Dairy farmers should be penalised on milk supplied during peak months in order to encourage production earlier in the year. The radical suggestion was made by Dairygold chief executive Jim Woulfe at last week's ICOS national conference.
Mr Woulfe insisted that he was speaking on a personal basis as he hadn't discussed the issue with his co-op board.
He said the dairy industry needed to become more mature about concepts such as flattening the supply curve because it was in the national interest.
While he didn't specify what form any penalties should take, he said they would not be introduced for the co-op's benefit but for the benefit of all.
ICOS dairy policy executive TJ Flanagan told the conference that the seasonal nature of Irish milk supplies was the "elephant in the room".
While Ireland's milk processing capacity is under severe pressure during peak supply months, Mr Flanagan pointed out that the industry was at 60pc capacity for the year as a whole. He said a strategy to level out the milk supply had to be considered.
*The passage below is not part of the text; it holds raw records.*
//! burrow-client: local SOCKS5 proxy backed by a burrow relay.
//!
//! Listens for SOCKS5 CONNECT requests, opens a WebSocket tunnel to
//! the relay with the destination in `Hostname`/`Port` headers and the
//! shared secret in `Token`, and relays bytes both ways until either
//! side closes.

mod client;
mod config;
mod socks5;
mod tunnel;

use clap::Parser;
use client::SocksProxy;
use config::{ClientConfig, Overrides};
use std::net::SocketAddr;
use std::path::PathBuf;
use tracing::{error, info, warn};

/// burrow-client — SOCKS5 proxy over a burrow relay
#[derive(Parser, Debug)]
#[command(name = "burrow-client", version, about = "SOCKS5 proxy over a burrow relay")]
struct Cli {
    /// SOCKS5 listen address
    #[arg(short, long)]
    listen: Option<SocketAddr>,

    /// Relay WebSocket url, e.g. ws://relay.example.net:4480/
    #[arg(short, long)]
    relay: Option<String>,

    /// Shared secret presented to the relay
    #[arg(long, env = "BURROW_SECRET")]
    secret: Option<String>,

    /// Username required from local SOCKS clients
    #[arg(long)]
    socks_user: Option<String>,

    /// Password required from local SOCKS clients
    #[arg(long)]
    socks_password: Option<String>,

    /// Config file path
    #[arg(long, default_value = "~/.burrow/client.toml")]
    config: String,

    /// Relay connect timeout in seconds
    #[arg(long)]
    connect_timeout: Option<u64>,

    /// Log level (trace, debug, info, warn, error)
    #[arg(long, default_value = "info")]
    log_level: String,
}

#[tokio::main]
async fn main() {
    let cli = Cli::parse();

    // Initialize tracing
    use tracing_subscriber::EnvFilter;
    let env_filter =
        EnvFilter::try_from_default_env().unwrap_or_else(|_| EnvFilter::new(&cli.log_level));
    tracing_subscriber::fmt()
        .with_env_filter(env_filter)
        .with_target(false)
        .init();

    info!(version = env!("CARGO_PKG_VERSION"), "starting burrow-client");

    let config_path = PathBuf::from(&cli.config);
    let overrides = Overrides {
        listen: cli.listen,
        relay: cli.relay,
        secret: cli.secret,
        socks_user: cli.socks_user,
        socks_password: cli.socks_password,
        connect_timeout: cli.connect_timeout,
    };
    let client_config = match ClientConfig::load(Some(&config_path), overrides) {
        Ok(loaded) => loaded,
        Err(e) => {
            error!(error = %e, "failed to load config");
            std::process::exit(1);
        }
    };

    if client_config.secret.is_empty() {
        warn!("no shared secret configured — the relay will deny every tunnel");
    }

    let proxy = SocksProxy::new(client_config);

    tokio::select! {
        result = proxy.run() => {
            if let Err(e) = result {
                error!(error = %e, "client error");
                std::process::exit(1);
            }
        }
        _ = shutdown_signal() => {
            info!("received shutdown signal");
        }
    }

    info!("burrow-client stopped");
}

/// Wait for SIGTERM or SIGINT (Ctrl+C).
async fn shutdown_signal() {
    let ctrl_c = tokio::signal::ctrl_c();

    #[cfg(unix)]
    {
        let mut sigterm = tokio::signal::unix::signal(tokio::signal::unix::SignalKind::terminate())
            .expect("failed to install SIGTERM handler");
        tokio::select! {
            _ = ctrl_c => {}
            _ = sigterm.recv() => {}
        }
    }

    #[cfg(not(unix))]
    {
        ctrl_c.await.ok();
    }
}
Meanwhile, dairy farmers were warned that the milk quota regime will remain in place up to 2015 and that superlevy bills could be a factor over the next four years.
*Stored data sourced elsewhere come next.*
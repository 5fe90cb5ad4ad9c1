//! Events emitted while agents run
//!
//! A run produces a sequence of events: model reasoning, tool invocations,
//! tool results, text and finally a response or an error. Every event names
//! the agent that authored it, so delegated sub-agent activity can be told
//! apart from the root agent's own output.

use serde::{Deserialize, Serialize};
use serde_json::Value;
use std::sync::Mutex;

/// A single event in an agent run
#[derive(Debug, Clone, PartialEq, Serialize, Deserialize)]
#[serde(tag = "type", rename_all = "snake_case")]
pub enum AgentEvent {
    /// Model reasoning summary
    Thought {
        /// Authoring agent
        agent: String,
        /// Reasoning text
        text: String,
    },

    /// A tool invocation requested by the model
    ToolCall {
        /// Authoring agent
        agent: String,
        /// Tool use id
        id: String,
        /// Tool name
        tool: String,
        /// Tool input
        input: Value,
    },

    /// The outcome of a tool invocation
    ToolResult {
        /// Authoring agent
        agent: String,
        /// Tool use id this result answers
        id: String,
        /// Tool name
        tool: String,
        /// Tool output, or the error message when `is_error` is set
        output: Value,
        /// Whether the tool failed
        is_error: bool,
        /// Wall-clock execution time
        duration_ms: u64,
    },

    /// Text produced by a model turn
    Text {
        /// Authoring agent
        agent: String,
        /// Text content
        text: String,
    },

    /// A routing decision handing the request to a sub-agent
    Delegated {
        /// Delegating agent
        agent: String,
        /// Selected sub-agent
        target: String,
        /// Why the target was chosen
        reason: String,
    },

    /// Final response of the run
    Final {
        /// Root agent
        agent: String,
        /// Response text
        text: String,
    },

    /// The run failed
    Error {
        /// Agent that failed
        agent: String,
        /// Error message
        message: String,
    },
}

impl AgentEvent {
    /// Name of the agent that authored this event
    pub fn agent(&self) -> &str {
        match self {
            Self::Thought { agent, .. }
            | Self::ToolCall { agent, .. }
            | Self::ToolResult { agent, .. }
            | Self::Text { agent, .. }
            | Self::Delegated { agent, .. }
            | Self::Final { agent, .. }
            | Self::Error { agent, .. } => agent,
        }
    }

    /// Whether this event ends a run
    pub fn is_terminal(&self) -> bool {
        matches!(self, Self::Final { .. } | Self::Error { .. })
    }
}

/// Receiver for agent events
///
/// Sinks are shared across every agent taking part in a run, so `emit`
/// takes `&self` and must not block.
pub trait EventSink: Send + Sync {
    /// Deliver one event
    fn emit(&self, event: AgentEvent);
}

/// Sink that drops every event
#[derive(Debug, Default, Clone, Copy)]
pub struct NoopSink;

impl EventSink for NoopSink {
    fn emit(&self, _event: AgentEvent) {}
}

/// Sink that keeps every event in memory
#[derive(Debug, Default)]
pub struct VecSink {
    events: Mutex<Vec<AgentEvent>>,
}

impl VecSink {
    /// Create an empty sink
    pub fn new() -> Self {
        Self::default()
    }

    /// Snapshot of the events received so far
    pub fn events(&self) -> Vec<AgentEvent> {
        self.events
            .lock()
            .unwrap_or_else(std::sync::PoisonError::into_inner)
            .clone()
    }
}

impl EventSink for VecSink {
    fn emit(&self, event: AgentEvent) {
        self.events
            .lock()
            .unwrap_or_else(std::sync::PoisonError::into_inner)
            .push(event);
    }
}

#[cfg(test)]
mod tests {
    use super::*;
    use serde_json::json;

    #[test]
    fn test_event_serialization_tag() {
        let event = AgentEvent::ToolCall {
            agent: "FundamentalAnalyst".to_string(),
            id: "call_0".to_string(),
            tool: "get_financial_data".to_string(),
            input: json!({"ticker": "GOOGL"}),
        };

        let value = serde_json::to_value(&event).unwrap();
        assert_eq!(value["type"], "tool_call");
        assert_eq!(value["tool"], "get_financial_data");
        assert_eq!(event.agent(), "FundamentalAnalyst");
        assert!(!event.is_terminal());
    }

    #[test]
    fn test_terminal_events() {
        let done = AgentEvent::Final {
            agent: "root".to_string(),
            text: "ok".to_string(),
        };
        let failed = AgentEvent::Error {
            agent: "root".to_string(),
            message: "boom".to_string(),
        };
        assert!(done.is_terminal());
        assert!(failed.is_terminal());
    }

    #[test]
    fn test_vec_sink_collects_in_order() {
        let sink = VecSink::new();
        sink.emit(AgentEvent::Thought {
            agent: "a".to_string(),
            text: "first".to_string(),
        });
        sink.emit(AgentEvent::Text {
            agent: "a".to_string(),
            text: "second".to_string(),
        });

        let events = sink.events();
        assert_eq!(events.len(), 2);
        assert!(matches!(events[0], AgentEvent::Thought { .. }));
        assert!(matches!(events[1], AgentEvent::Text { .. }));
    }
}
Suggestions that the quota regime would be relaxed in the run-up to the final removal of quotas were discounted by speakers at the ICOS conference.
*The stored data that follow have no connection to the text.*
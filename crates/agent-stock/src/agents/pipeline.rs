//! Fixed-order research pipeline (pipeline mode)

use agent_core::{Agent, AgentEvent, Context, Result};
use agent_runtime::{AgentRuntime, SimpleAgent, SimpleConfig};
use async_trait::async_trait;
use serde_json::json;
use std::sync::Arc;
use std::time::Instant;
use tracing::info;

use super::AnalystTeam;
use crate::config::StockConfig;
use crate::error::StockError;
use crate::fetcher::SnapshotFetcher;
use crate::prompts::{self, CHIEF_INVESTMENT_OFFICER, chief_investment_officer_synthesis_instruction};
use crate::ticker::TickerExtractor;

const PIPELINE_NAME: &str = "ResearchPipeline";

/// Runs the analysts in a fixed order, then has the CIO model synthesize
///
/// 1. fetch the snapshot to learn the company name and industry
/// 2. FundamentalAnalyst with the ticker
/// 3. MarketSentimentAnalyst with the company name
/// 4. EconomicAndIndustryAnalyst with the company name and industry
/// 5. CIO synthesis over the three reports
pub struct ResearchPipeline {
    team: AnalystTeam,
    fetcher: Arc<SnapshotFetcher>,
    synthesizer: SimpleAgent,
    tickers: TickerExtractor,
}

impl ResearchPipeline {
    pub fn new(
        runtime: &AgentRuntime,
        config: &StockConfig,
        team: AnalystTeam,
        fetcher: Arc<SnapshotFetcher>,
    ) -> Result<Self> {
        let synthesizer = runtime.create_simple_agent(
            SimpleConfig {
                model: config.cio_model.clone(),
                system_prompt: chief_investment_officer_synthesis_instruction(),
                max_tokens: config.max_tokens,
                temperature: config.temperature,
            },
            CHIEF_INVESTMENT_OFFICER,
        );

        Ok(Self {
            team,
            fetcher,
            synthesizer,
            tickers: TickerExtractor::new()?,
        })
    }

    async fn consult(
        &self,
        analyst: &Arc<dyn Agent>,
        request: String,
        reason: &str,
        ctx: &Context,
    ) -> Result<String> {
        ctx.emit(AgentEvent::Delegated {
            agent: PIPELINE_NAME.to_string(),
            target: analyst.name().to_string(),
            reason: reason.to_string(),
        });
        let mut child = ctx.child();
        analyst.process(request, &mut child).await
    }
}

#[async_trait]
impl Agent for ResearchPipeline {
    async fn process(&self, input: String, context: &mut Context) -> Result<String> {
        let ticker = self.tickers.extract(&input).ok_or_else(|| {
            StockError::InvalidSymbol(format!("no ticker symbol found in request: {input}"))
        })?;
        info!(ticker = %ticker, "Research pipeline started");

        let start = Instant::now();
        let call_id = format!("pipeline_{ticker}");
        context.emit(AgentEvent::ToolCall {
            agent: PIPELINE_NAME.to_string(),
            id: call_id.clone(),
            tool: "get_financial_data".to_string(),
            input: json!({ "ticker": ticker }),
        });
        let snapshot = self.fetcher.fetch(&ticker).await;
        context.emit(AgentEvent::ToolResult {
            agent: PIPELINE_NAME.to_string(),
            id: call_id,
            tool: "get_financial_data".to_string(),
            output: serde_json::to_value(&snapshot).unwrap_or_default(),
            is_error: false,
            duration_ms: start.elapsed().as_millis() as u64,
        });

        let company = snapshot.company_name().unwrap_or(&ticker).to_string();
        let industry = snapshot.industry();

        let fundamental = self
            .consult(
                &self.team.fundamental,
                prompts::fundamental_request(&ticker),
                "financial health from the stock ticker",
                context,
            )
            .await?;
        let sentiment = self
            .consult(
                &self.team.sentiment,
                prompts::sentiment_request(&company),
                "public perception and news for the company",
                context,
            )
            .await?;
        let economic = self
            .consult(
                &self.team.economic,
                prompts::economic_request(&company, industry),
                "industry and macroeconomic context",
                context,
            )
            .await?;

        info!(ticker = %ticker, "Analyst reports collected; synthesizing thesis");
        let message = prompts::synthesis_request(&input, &fundamental, &sentiment, &economic);
        self.synthesizer.process(message, context).await
    }

    fn name(&self) -> &str {
        PIPELINE_NAME
    }

    fn description(&self) -> &str {
        "Consults the fundamental, sentiment and industry analysts in order, then synthesizes an investment thesis."
    }
}

#[cfg(test)]
mod tests {
    use super::*;
    use crate::api::{InfoBag, MockMarketDataProvider};
    use agent_core::VecSink;
    use agent_llm::testing::{ScriptedProvider, text_response};
    use std::time::Duration;

    fn pipeline(llm: Arc<ScriptedProvider>, market: MockMarketDataProvider) -> ResearchPipeline {
        let runtime = AgentRuntime::builder().provider(llm).build().unwrap();
        let config = StockConfig::default();
        let fetcher = Arc::new(SnapshotFetcher::new(Arc::new(market), Duration::from_secs(5)));
        let team = AnalystTeam::new(&runtime, &config, fetcher.clone());
        ResearchPipeline::new(&runtime, &config, team, fetcher).unwrap()
    }

    #[tokio::test]
    async fn test_runs_analysts_in_order() {
        let mut market = MockMarketDataProvider::new();
        market.expect_ticker_info().times(1).returning(|_| {
            Ok(InfoBag::from_iter([
                ("longName", json!("Alphabet Inc.")),
                ("industry", json!("Internet Content & Information")),
            ]))
        });
        let llm = Arc::new(ScriptedProvider::with_responses(vec![
            text_response("F report"),
            text_response("S report"),
            text_response("E report"),
            text_response("Final thesis"),
        ]));
        let pipeline = pipeline(llm.clone(), market);

        let sink = Arc::new(VecSink::new());
        let mut ctx = Context::new().with_event_sink(sink.clone());
        let out = pipeline
            .process(
                "Should I invest in Google (GOOGL) for the long term?".to_string(),
                &mut ctx,
            )
            .await
            .unwrap();

        assert_eq!(out, "Final thesis");

        let requests = llm.requests();
        assert_eq!(requests.len(), 4);
        let user_text = |i: usize| requests[i].messages[0].text().unwrap_or_default();
        assert!(user_text(0).contains("GOOGL"));
        assert!(user_text(1).contains("Alphabet Inc."));
        assert!(user_text(2).contains("Internet Content & Information"));
        assert!(user_text(3).contains("F report"));
        assert!(user_text(3).contains("E report"));
        assert_eq!(requests[3].model, "gemini-2.5-pro");

        let targets: Vec<String> = sink
            .events()
            .into_iter()
            .filter_map(|e| match e {
                AgentEvent::Delegated { target, .. } => Some(target),
                _ => None,
            })
            .collect();
        assert_eq!(
            targets,
            vec![
                "FundamentalAnalyst",
                "MarketSentimentAnalyst",
                "EconomicAndIndustryAnalyst"
            ]
        );
    }

    #[tokio::test]
    async fn test_falls_back_to_ticker_when_snapshot_fails() {
        let mut market = MockMarketDataProvider::new();
        market
            .expect_ticker_info()
            .returning(|s| Err(StockError::InvalidSymbol(s.to_string())));
        let llm = Arc::new(ScriptedProvider::with_responses(vec![
            text_response("F"),
            text_response("S"),
            text_response("E"),
            text_response("T"),
        ]));
        let pipeline = pipeline(llm.clone(), market);

        let mut ctx = Context::new();
        pipeline
            .process("Thoughts on $nvda?".to_string(), &mut ctx)
            .await
            .unwrap();

        let sentiment_request = llm.requests()[1].messages[0].text().unwrap_or_default();
        assert!(sentiment_request.contains("NVDA"));
    }

    #[tokio::test]
    async fn test_request_without_ticker_fails_before_any_call() {
        let mut market = MockMarketDataProvider::new();
        market.expect_ticker_info().never();
        let llm = Arc::new(ScriptedProvider::new());
        let pipeline = pipeline(llm.clone(), market);

        let mut ctx = Context::new();
        let result = pipeline
            .process("Should I buy something?".to_string(), &mut ctx)
            .await;

        assert!(result.is_err());
        assert!(llm.requests().is_empty());
    }
}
"If we go over quota between now and 2015, the clear understanding following talks between the Department and EU Commission is that existing arrangement will apply," said Sean Brady, chairman of the Food Harvest 2020 implementation group.
This view was supported by Mr Woulfe, who urged farmers looking to expand milk production to exercise "extreme caution".
"We are operating in a quota regime until 2015," Mr Woulfe emphasised.